■ **TASK ITEM**
Your answer should be every line of the records that contains the word "UserInfo", copied as it stands.

*** RECORDS TO USE Section Begins ***

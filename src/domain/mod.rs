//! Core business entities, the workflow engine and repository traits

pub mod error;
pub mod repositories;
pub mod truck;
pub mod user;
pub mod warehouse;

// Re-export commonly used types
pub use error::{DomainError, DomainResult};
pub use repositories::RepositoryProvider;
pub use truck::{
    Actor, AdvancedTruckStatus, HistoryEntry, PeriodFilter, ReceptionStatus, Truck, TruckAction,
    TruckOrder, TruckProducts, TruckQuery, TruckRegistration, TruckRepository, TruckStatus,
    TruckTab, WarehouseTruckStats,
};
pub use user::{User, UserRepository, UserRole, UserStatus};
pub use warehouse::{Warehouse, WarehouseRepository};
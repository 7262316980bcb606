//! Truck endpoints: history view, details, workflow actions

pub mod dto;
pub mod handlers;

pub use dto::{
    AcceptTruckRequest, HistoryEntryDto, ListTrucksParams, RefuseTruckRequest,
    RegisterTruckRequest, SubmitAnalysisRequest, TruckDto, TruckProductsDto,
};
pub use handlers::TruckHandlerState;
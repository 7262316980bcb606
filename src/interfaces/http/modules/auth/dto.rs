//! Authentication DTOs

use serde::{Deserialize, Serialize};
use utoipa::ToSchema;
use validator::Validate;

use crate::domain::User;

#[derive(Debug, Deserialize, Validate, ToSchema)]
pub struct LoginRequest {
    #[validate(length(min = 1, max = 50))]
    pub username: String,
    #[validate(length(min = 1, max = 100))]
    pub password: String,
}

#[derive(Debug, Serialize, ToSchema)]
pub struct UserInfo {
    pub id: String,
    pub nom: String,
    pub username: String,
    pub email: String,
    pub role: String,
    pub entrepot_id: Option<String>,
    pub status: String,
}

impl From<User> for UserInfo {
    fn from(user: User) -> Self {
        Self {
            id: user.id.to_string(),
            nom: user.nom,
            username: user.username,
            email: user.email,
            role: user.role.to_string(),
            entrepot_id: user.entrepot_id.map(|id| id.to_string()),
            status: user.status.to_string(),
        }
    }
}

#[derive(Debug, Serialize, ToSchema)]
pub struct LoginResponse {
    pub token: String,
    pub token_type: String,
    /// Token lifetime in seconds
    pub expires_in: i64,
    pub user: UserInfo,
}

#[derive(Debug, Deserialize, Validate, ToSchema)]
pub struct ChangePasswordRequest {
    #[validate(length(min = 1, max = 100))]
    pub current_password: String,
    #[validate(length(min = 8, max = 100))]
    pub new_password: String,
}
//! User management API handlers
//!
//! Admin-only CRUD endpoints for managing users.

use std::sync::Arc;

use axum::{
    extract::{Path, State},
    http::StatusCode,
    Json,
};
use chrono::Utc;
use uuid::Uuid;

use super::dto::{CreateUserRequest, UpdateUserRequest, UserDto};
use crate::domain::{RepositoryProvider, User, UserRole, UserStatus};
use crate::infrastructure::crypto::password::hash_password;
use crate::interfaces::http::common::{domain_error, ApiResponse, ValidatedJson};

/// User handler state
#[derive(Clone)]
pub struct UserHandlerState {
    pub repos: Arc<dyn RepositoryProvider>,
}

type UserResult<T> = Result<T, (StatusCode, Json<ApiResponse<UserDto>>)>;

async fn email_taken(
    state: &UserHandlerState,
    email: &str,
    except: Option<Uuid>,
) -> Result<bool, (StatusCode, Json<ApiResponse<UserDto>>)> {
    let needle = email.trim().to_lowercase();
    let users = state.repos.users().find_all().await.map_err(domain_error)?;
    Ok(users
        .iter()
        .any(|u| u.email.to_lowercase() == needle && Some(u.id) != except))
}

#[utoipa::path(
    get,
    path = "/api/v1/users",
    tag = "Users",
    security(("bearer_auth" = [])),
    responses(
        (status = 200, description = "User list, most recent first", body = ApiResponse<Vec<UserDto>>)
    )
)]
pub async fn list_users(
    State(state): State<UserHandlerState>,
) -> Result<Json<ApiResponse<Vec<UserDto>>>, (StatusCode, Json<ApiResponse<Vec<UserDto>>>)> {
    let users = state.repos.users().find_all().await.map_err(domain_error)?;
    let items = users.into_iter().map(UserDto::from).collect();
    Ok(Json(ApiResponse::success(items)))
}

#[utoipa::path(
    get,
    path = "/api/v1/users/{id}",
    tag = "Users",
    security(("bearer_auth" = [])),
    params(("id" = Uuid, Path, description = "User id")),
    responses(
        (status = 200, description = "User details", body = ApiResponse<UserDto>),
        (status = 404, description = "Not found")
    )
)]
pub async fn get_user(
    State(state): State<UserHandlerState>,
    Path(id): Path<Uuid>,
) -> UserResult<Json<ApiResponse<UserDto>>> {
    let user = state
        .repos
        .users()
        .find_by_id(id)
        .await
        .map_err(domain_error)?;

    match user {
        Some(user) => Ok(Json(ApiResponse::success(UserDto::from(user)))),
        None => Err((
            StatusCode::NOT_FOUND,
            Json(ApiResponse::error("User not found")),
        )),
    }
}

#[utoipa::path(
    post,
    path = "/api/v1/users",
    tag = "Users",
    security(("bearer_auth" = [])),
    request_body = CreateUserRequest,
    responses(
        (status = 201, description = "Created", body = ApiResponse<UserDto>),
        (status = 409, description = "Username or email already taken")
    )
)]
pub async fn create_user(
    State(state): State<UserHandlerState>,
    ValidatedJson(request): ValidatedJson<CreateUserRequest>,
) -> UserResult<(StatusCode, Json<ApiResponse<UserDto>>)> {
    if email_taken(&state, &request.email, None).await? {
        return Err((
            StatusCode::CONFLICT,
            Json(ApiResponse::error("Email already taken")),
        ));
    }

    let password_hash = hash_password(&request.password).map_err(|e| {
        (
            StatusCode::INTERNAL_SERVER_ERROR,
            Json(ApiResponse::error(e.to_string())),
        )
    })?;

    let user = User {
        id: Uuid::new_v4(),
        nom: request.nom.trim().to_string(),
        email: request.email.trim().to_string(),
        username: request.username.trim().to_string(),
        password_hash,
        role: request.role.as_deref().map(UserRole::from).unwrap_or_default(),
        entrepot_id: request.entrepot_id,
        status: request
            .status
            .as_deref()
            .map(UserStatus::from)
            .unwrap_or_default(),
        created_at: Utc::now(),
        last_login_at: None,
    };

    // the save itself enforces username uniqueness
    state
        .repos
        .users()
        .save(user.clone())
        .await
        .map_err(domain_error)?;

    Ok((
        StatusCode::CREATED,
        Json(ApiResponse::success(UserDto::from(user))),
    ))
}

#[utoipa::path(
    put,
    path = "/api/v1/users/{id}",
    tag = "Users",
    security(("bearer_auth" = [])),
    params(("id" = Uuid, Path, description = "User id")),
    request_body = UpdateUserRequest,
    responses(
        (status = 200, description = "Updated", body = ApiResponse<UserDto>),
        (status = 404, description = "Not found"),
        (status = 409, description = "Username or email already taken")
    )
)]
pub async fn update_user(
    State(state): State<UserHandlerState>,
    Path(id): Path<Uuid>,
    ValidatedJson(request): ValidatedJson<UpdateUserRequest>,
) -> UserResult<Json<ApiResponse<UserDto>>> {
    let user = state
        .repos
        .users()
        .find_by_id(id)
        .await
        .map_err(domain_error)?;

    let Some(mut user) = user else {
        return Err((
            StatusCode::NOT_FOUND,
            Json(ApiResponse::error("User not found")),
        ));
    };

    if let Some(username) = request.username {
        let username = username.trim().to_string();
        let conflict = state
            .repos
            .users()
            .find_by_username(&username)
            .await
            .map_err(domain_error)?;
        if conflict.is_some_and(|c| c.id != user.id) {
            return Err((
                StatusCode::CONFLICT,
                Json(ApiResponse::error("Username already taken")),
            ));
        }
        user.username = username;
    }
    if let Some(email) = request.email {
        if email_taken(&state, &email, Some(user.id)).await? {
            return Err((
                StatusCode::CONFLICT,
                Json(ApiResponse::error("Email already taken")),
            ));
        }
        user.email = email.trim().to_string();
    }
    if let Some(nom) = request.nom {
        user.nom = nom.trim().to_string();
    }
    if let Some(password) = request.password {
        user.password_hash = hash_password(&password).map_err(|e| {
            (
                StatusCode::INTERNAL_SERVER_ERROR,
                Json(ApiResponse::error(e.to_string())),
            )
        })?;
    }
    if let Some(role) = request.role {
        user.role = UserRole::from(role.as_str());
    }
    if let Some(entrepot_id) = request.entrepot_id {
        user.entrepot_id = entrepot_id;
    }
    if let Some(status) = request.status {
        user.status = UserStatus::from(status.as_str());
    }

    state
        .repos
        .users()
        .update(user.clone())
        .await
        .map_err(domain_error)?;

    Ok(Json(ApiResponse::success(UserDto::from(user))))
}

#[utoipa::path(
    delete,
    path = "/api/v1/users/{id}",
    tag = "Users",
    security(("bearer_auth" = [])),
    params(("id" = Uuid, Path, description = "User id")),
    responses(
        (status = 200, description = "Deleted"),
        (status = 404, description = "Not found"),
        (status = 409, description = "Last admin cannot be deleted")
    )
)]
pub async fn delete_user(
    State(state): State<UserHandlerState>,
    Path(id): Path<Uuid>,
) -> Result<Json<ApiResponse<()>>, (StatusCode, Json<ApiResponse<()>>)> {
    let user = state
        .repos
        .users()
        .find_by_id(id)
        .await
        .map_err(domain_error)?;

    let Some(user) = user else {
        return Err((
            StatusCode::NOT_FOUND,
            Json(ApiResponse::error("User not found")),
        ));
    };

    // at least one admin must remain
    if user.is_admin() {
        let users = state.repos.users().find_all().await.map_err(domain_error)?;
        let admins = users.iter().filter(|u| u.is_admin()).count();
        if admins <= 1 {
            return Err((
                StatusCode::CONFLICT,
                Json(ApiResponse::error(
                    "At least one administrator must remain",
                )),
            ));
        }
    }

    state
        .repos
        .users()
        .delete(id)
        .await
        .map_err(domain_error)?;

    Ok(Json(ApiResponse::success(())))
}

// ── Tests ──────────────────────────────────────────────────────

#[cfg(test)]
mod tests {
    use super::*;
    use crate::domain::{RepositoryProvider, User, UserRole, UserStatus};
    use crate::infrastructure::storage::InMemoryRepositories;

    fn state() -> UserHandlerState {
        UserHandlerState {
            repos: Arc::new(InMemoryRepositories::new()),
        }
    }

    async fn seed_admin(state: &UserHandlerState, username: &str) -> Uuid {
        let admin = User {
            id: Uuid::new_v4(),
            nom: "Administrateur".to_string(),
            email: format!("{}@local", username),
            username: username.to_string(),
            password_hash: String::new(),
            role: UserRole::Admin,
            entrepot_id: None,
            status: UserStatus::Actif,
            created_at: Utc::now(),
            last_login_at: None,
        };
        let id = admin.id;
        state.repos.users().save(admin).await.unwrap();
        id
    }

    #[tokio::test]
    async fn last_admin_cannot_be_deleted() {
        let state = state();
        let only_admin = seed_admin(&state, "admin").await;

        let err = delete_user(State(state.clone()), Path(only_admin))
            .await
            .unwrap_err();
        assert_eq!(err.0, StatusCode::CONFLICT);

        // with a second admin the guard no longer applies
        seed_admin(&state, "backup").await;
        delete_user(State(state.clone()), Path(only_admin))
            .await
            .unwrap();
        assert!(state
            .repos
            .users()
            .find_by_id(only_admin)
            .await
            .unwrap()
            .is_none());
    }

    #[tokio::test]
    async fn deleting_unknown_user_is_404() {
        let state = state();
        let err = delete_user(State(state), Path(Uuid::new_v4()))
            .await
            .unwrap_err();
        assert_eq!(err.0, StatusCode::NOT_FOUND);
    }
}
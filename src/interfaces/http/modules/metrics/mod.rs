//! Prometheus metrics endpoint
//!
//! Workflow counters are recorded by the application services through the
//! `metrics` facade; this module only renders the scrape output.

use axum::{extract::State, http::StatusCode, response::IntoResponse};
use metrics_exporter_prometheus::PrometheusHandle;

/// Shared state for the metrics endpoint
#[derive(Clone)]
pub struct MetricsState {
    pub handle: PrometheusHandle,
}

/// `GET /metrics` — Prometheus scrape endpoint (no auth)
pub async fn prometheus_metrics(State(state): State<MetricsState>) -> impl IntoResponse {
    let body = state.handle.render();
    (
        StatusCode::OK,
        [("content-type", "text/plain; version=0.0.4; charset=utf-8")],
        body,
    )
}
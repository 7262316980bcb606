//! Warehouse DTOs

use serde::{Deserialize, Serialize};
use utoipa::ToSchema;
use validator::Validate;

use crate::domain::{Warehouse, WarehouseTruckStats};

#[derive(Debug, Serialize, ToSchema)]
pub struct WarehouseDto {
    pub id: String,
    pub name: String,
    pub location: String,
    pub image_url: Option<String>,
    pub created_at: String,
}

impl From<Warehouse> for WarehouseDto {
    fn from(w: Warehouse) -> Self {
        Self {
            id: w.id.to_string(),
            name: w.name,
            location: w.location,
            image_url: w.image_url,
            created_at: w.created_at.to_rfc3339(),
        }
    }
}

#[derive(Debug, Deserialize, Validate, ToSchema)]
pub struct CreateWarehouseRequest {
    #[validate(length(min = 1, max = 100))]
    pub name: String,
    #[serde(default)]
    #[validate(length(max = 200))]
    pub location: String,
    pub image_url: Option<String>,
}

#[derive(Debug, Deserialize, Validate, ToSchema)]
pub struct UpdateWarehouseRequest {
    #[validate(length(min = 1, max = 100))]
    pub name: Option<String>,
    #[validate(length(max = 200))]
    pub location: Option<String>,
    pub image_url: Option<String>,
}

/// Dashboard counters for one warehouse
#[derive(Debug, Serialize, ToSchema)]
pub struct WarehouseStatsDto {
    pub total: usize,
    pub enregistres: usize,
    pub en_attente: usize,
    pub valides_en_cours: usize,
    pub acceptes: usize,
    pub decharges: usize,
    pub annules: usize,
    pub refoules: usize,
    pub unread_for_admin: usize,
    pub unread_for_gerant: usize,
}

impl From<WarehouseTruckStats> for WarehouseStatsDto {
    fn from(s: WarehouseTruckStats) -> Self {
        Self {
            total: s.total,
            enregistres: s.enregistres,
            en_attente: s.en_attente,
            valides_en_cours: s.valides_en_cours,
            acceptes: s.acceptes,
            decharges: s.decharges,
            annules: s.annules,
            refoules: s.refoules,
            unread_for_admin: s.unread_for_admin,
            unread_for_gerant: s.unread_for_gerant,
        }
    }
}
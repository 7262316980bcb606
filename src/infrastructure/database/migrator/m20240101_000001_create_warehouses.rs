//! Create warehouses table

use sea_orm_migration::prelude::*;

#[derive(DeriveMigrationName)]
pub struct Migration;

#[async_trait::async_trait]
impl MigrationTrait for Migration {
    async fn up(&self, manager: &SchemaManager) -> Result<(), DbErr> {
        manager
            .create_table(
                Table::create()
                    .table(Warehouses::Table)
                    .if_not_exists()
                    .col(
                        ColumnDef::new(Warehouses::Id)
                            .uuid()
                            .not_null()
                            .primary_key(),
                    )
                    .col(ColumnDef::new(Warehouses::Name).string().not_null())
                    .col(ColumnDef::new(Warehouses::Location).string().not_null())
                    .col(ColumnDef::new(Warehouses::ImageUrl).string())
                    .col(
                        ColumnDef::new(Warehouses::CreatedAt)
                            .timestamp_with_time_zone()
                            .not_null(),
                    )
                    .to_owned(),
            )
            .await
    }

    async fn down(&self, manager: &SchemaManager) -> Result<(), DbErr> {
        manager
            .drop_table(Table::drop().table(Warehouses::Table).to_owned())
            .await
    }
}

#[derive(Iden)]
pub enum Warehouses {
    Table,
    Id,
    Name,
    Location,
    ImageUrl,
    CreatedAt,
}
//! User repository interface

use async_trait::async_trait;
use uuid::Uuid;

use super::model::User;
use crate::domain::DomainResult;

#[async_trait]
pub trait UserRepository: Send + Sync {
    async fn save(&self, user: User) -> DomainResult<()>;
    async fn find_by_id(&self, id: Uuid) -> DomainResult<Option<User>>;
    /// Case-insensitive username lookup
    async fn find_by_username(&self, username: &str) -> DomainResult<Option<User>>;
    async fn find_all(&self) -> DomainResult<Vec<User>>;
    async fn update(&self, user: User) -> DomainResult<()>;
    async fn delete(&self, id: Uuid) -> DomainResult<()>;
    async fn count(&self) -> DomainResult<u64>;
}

*** RECORDS TO USE Section Ends ***

■ **RESULT OF THE TASK**
pub struct UserInfo {
impl From<User> for UserInfo {
    pub user: UserInfo,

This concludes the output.